Some of those items may not be permitted in some shows. It is always good to check with the air show website or flyers to see what is and what is not permitted. For example, the website for the March Field Airfest states:


> Metal detection and bag search. No coolers, pets, bicycles, glass containers, no alcoholic beverages, skateboards,
> roller blades.
> Suggestions for your comfort: Folding chair,
> blanket and sunscreen



Further, depending on the show, some do not allow backpacks either. Always check your pockets and bags for anything that can be an item that could be questionable like pocket knives and leatherman tools. You will definitely be searched for military shows. Some civilian airport shows do bag searches, some do not. Taking questionable items out of pockets and bags ahead of time could save a long walk back to the car to put them there. You will get plenty of walking at the show!

Leaving items unattended, especially at military base shows, could cause a problem with the security folks, plus it also invites theft.

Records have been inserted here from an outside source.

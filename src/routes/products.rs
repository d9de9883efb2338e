use actix_web::{HttpResponse, Responder, delete, get, post, put, web};

use crate::forms::products::{
    CreateProductForm, CreateProductPayload, ProductsQueryParams, UpdateProductForm,
};
use crate::repository::DieselRepository;
use crate::routes::error_response;
use crate::services::products::{
    create_product as create_product_service, delete_product as delete_product_service,
    get_product as get_product_service, list_products as list_products_service,
    update_product as update_product_service,
};
use crate::services::view::CatalogView;

#[get("/api/products")]
pub async fn list_products(
    params: web::Query<ProductsQueryParams>,
    repo: web::Data<DieselRepository>,
) -> impl Responder {
    match list_products_service(&params, CatalogView::Admin, repo.get_ref()) {
        Ok(products) => HttpResponse::Ok().json(products),
        Err(err) => error_response(err),
    }
}

#[get("/api/storefront/products")]
pub async fn list_storefront_products(
    params: web::Query<ProductsQueryParams>,
    repo: web::Data<DieselRepository>,
) -> impl Responder {
    match list_products_service(&params, CatalogView::Storefront, repo.get_ref()) {
        Ok(products) => HttpResponse::Ok().json(products),
        Err(err) => error_response(err),
    }
}

#[post("/api/products")]
pub async fn create_product(
    repo: web::Data<DieselRepository>,
    web::Json(form): web::Json<CreateProductForm>,
) -> impl Responder {
    let payload: CreateProductPayload = match form.try_into() {
        Ok(payload) => payload,
        Err(e) => return error_response(e.into()),
    };

    match create_product_service(payload, repo.get_ref()) {
        Ok(product) => HttpResponse::Created().json(product),
        Err(err) => error_response(err),
    }
}

#[get("/api/products/{product_id}")]
pub async fn get_product(
    product_id: web::Path<String>,
    repo: web::Data<DieselRepository>,
) -> impl Responder {
    match get_product_service(&product_id, repo.get_ref()) {
        Ok(product) => HttpResponse::Ok().json(product),
        Err(err) => error_response(err),
    }
}

#[put("/api/products/{product_id}")]
pub async fn update_product(
    product_id: web::Path<String>,
    repo: web::Data<DieselRepository>,
    web::Json(form): web::Json<UpdateProductForm>,
) -> impl Responder {
    match update_product_service(&product_id, form, repo.get_ref()) {
        Ok(product) => HttpResponse::Ok().json(product),
        Err(err) => error_response(err),
    }
}

#[delete("/api/products/{product_id}")]
pub async fn delete_product(
    product_id: web::Path<String>,
    repo: web::Data<DieselRepository>,
) -> impl Responder {
    match delete_product_service(&product_id, repo.get_ref()) {
        Ok(deleted) => HttpResponse::Ok().json(deleted),
        Err(err) => error_response(err),
    }
}
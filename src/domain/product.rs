use chrono::NaiveDateTime;
use serde::{Deserialize, Serialize};

use crate::domain::types::{
    CategoryName, ImageUrl, ProductDescription, ProductId, ProductName, ProductPrice, ProductStock,
};

/// A catalog entry as persisted by the store.
#[derive(Debug, Clone, PartialEq, Serialize, Deserialize)]
pub struct Product {
    pub id: ProductId,
    pub name: ProductName,
    pub description: ProductDescription,
    pub price: ProductPrice,
    pub stock: ProductStock,
    pub image_url: Option<ImageUrl>,
    pub category: CategoryName,
    /// Only active products are shown in the storefront.
    pub is_active: bool,
    pub created_at: NaiveDateTime,
}

/// Information required to create a new [`Product`]. The store assigns the id.
#[derive(Debug, Clone, PartialEq, Serialize, Deserialize)]
pub struct NewProduct {
    pub name: ProductName,
    pub description: ProductDescription,
    pub price: ProductPrice,
    pub stock: ProductStock,
    pub image_url: Option<ImageUrl>,
    pub category: CategoryName,
    pub is_active: bool,
    pub created_at: NaiveDateTime,
}

impl NewProduct {
    /// Materialize the record the store would hold under `id`.
    pub fn with_id(self, id: ProductId) -> Product {
        Product {
            id,
            name: self.name,
            description: self.description,
            price: self.price,
            stock: self.stock,
            image_url: self.image_url,
            category: self.category,
            is_active: self.is_active,
            created_at: self.created_at,
        }
    }
}

/// Partial update of a [`Product`].
///
/// `None` leaves the stored value untouched. For `image_url`, `Some(None)`
/// clears the image.
#[derive(Debug, Clone, Default, PartialEq)]
pub struct ProductPatch {
    pub name: Option<ProductName>,
    pub description: Option<ProductDescription>,
    pub price: Option<ProductPrice>,
    pub stock: Option<ProductStock>,
    pub image_url: Option<Option<ImageUrl>>,
    pub category: Option<CategoryName>,
    pub is_active: Option<bool>,
}

impl ProductPatch {
    /// `true` when no field would change.
    pub fn is_empty(&self) -> bool {
        self.name.is_none()
            && self.description.is_none()
            && self.price.is_none()
            && self.stock.is_none()
            && self.image_url.is_none()
            && self.category.is_none()
            && self.is_active.is_none()
    }

    pub fn apply_to(&self, product: &mut Product) {
        if let Some(name) = &self.name {
            product.name = name.clone();
        }
        if let Some(description) = &self.description {
            product.description = description.clone();
        }
        if let Some(price) = self.price {
            product.price = price;
        }
        if let Some(stock) = self.stock {
            product.stock = stock;
        }
        if let Some(image_url) = &self.image_url {
            product.image_url = image_url.clone();
        }
        if let Some(category) = &self.category {
            product.category = category.clone();
        }
        if let Some(is_active) = self.is_active {
            product.is_active = is_active;
        }
    }
}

I have streamlined my operation for travelling light with the necessities. Here is what I bring:

I have a medium sized camera bag that works very well to carry almst everything I need. In the bag, these are the must haves:
camera and flashcards
extra battery for camera
sunscreen
lint free lens cloths
backup camera
2 x 1 liter water bottles, plastic with the safety cellophane already removed to prevent FOD
bandana
Band-aids (just in case)
Beef jerky and/or snack foods

Fanny packs can be used as well to carry any additional items

Additionally, a wide brimmed hat is a good idea to shield from the sun
light jacket or sweatshirt (mornings can be chilly). Folding chairs are nice to have, but I found that I have not had time to sit and it just added weight to carry that was unnecessary.

Definitely arrived early if you want to shoot static aircraft and get the layout of the show. Make a mental note of closest bathrooms and get a show program so you know what is going to happen and when. This way you can plan a restroom stop or meal break if possible. Some shows have non-stop action, so that is why I pack snack food for the short intervals. Having to stand in line for a burger or other food could lead to missed photo ops.

When the show ends, don't leave yet. Why? One, you will be stuck in a crowd of traffic to leave and most importantly, you get a great opportunity to catch the aircraft departing the show. Sometimes, depending on the time and the weather, you can catch the most dramatic shots after the show as the sun is starting to set.

Scope out your place on the line early and be prepared to be there well before the action starts. I travel with a mob of photographers and we typcially grab a spot early then we keep a couple of people to watch over the bags and items while the others go off to shoot, then we trade off bag watching. 

Other than that, enjoy the show!


----------